A decade later, after Daran went through another health ordeal in the form of a stroke, Dawn took the lead in sharing the experience with others. She wrote a book about coping with unforeseen medical obstacles and caring for a loved one with methods some might consider unconventional, and the Oak Forest couple hopes it provides inspiration, encouragement and roadmap of sorts for others.
“It was just me living the legacy he had already created,” Dawn said. “This guy is like the inspiration of all inspiration.”
“Armored,” a 220-page memoir that Dawn said “poured out of me” in a matter of three weeks earlier this year, was released Thursday. Copies can be purchased by visiting dawnflandry.com.
Daran and Dawn, who are 49-year-old Louisiana natives who have lived in Oak Forest for more than seven years, set out to show that obstacles can be overcome by remaining positive, leaning on others as well as faith and setting small, daily goals instead of dwelling on the big picture. Dawn said the book also demonstrates how there is not a one-sized-fits-all approach to care and recovery, with individuals needing to rely on their own personal armor – a mix of learned experiences and innate traits – to navigate a crisis.
For example, she said she is not the “mothering or smothering” type, which would not have been effective with Daran. Dawn has her own consulting firm as a business-to-business growth strategist and described herself as analytical and detail-oriented, which she applied to her role as a “care coach” for Daran, who she described as tough, grounded, funny and unfailingly optimistic.
Daran, who is on medical leave from a career in the banking industry, was a multi-sport athlete in high school and became an amateur body builder in college. Dawn said his eating habits are healthy, he has never smoked or drank alcohol, and he was a frequent exerciser who worked out the morning of his stroke last November, which forced him to be hospitalized for nearly a month and to be temporarily paralyzed on the right side of his body.

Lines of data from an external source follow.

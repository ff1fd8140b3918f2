//! A thread-safe input queue usable as an input-condition source.
//!
//! The windowing or device layer pushes events from its own thread; the
//! scheduler drains the queue at the next frame tick and hands the events
//! to the armed unit.

use std::collections::VecDeque;

use parking_lot::Mutex;
use strobe_core::{InputEvent, InputSource};

/// Buffered [`InputSource`] fed by [`push`](Self::push).
#[derive(Debug, Default)]
pub struct InputBuffer {
    queue: Mutex<VecDeque<InputEvent>>,
    capacity: Option<usize>,
}

impl InputBuffer {
    /// An unbounded buffer.
    pub fn new() -> Self {
        Self::default()
    }

    /// A buffer that keeps at most `capacity` events, dropping the oldest.
    pub fn with_capacity(capacity: usize) -> Self {
        Self {
            queue: Mutex::new(VecDeque::with_capacity(capacity)),
            capacity: Some(capacity.max(1)),
        }
    }

    /// Queue an event for the next frame.
    pub fn push(&self, event: InputEvent) {
        let mut queue = self.queue.lock();
        if let Some(capacity) = self.capacity {
            while queue.len() >= capacity {
                queue.pop_front();
                tracing::trace!(capacity, "input buffer full; dropped oldest event");
            }
        }
        queue.push_back(event);
    }

    /// Events currently buffered.
    pub fn len(&self) -> usize {
        self.queue.lock().len()
    }

    /// Whether nothing is buffered.
    pub fn is_empty(&self) -> bool {
        self.queue.lock().is_empty()
    }
}

impl InputSource for InputBuffer {
    fn buffered_events_pending(&self) -> bool {
        !self.is_empty()
    }

    fn drain_events(&self) -> Vec<InputEvent> {
        self.queue.lock().drain(..).collect()
    }
}

#[cfg(test)]
mod tests {
    use super::*;

    #[test]
    fn drain_empties_in_order() {
        let buffer = InputBuffer::new();
        assert!(!buffer.buffered_events_pending());
        buffer.push(InputEvent::Custom { code: 1 });
        buffer.push(InputEvent::Custom { code: 2 });
        assert!(buffer.buffered_events_pending());
        assert_eq!(
            buffer.drain_events(),
            vec![InputEvent::Custom { code: 1 }, InputEvent::Custom { code: 2 }]
        );
        assert!(buffer.is_empty());
    }

    #[test]
    fn bounded_buffer_drops_oldest() {
        let buffer = InputBuffer::with_capacity(2);
        for code in 0..5 {
            buffer.push(InputEvent::Custom { code });
        }
        assert_eq!(buffer.len(), 2);
        assert_eq!(
            buffer.drain_events(),
            vec![InputEvent::Custom { code: 3 }, InputEvent::Custom { code: 4 }]
        );
    }
}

“It never enters my head, to question why I’m going through it,” Daran said. “I just roll with it.”
Daran had his first major medical episode when he was 31, before he and Dawn were married, when she said a reaction to asthma medication caused stroke-like symptoms. He then had the bout with cancer seven years later, undergoing chemotherapy for six weeks and radiation for another seven, during which he time lost about 85 pounds.
Then came the stroke last fall and subsequent surgery to correct a blocked carotid artery. Dawn said they are thankful for a quick response by the Houston Fire Department station at West 43rd Street and T.C. Jester Boulevard as well as the subsequent care Daran received from Memorial Hermann Health System.
Dawn said he started wiggling his fingers within a few days after the stroke and has gradually improved. Dawn put photos of themselves up on the wall to motivate Daran and remind him what he had to look forward to during recovery, and also came up a “milestone of the day” to measure his progress.
Although Daran continues to struggle with dexterity, stamina and speech, he has taken pride in being able to do work around the house, lift weights and take care of their two rescue dogs.
“I’m so thankful for many things – the fact that he can hug me again, being able to hear his laughter again when he’s downstairs and I’m upstairs in my office. I can hear him laughing at something on TV, and it just warms my heart. It’s the smallest of things. I’m just grateful for every single day that I have with him.”
Daran said he’s thankful for his wife, their Christian faith and that the longtime Lakewood Church members can share their story with others and help them prepare for unforeseen obstacles and then tackle them head-on.
And while Daran can’t take credit for writing the book, he’s still proud of it.
“The book came out fantastic,” he said. “I’m very grateful that I helped her write this book about me and her and everything we went through.”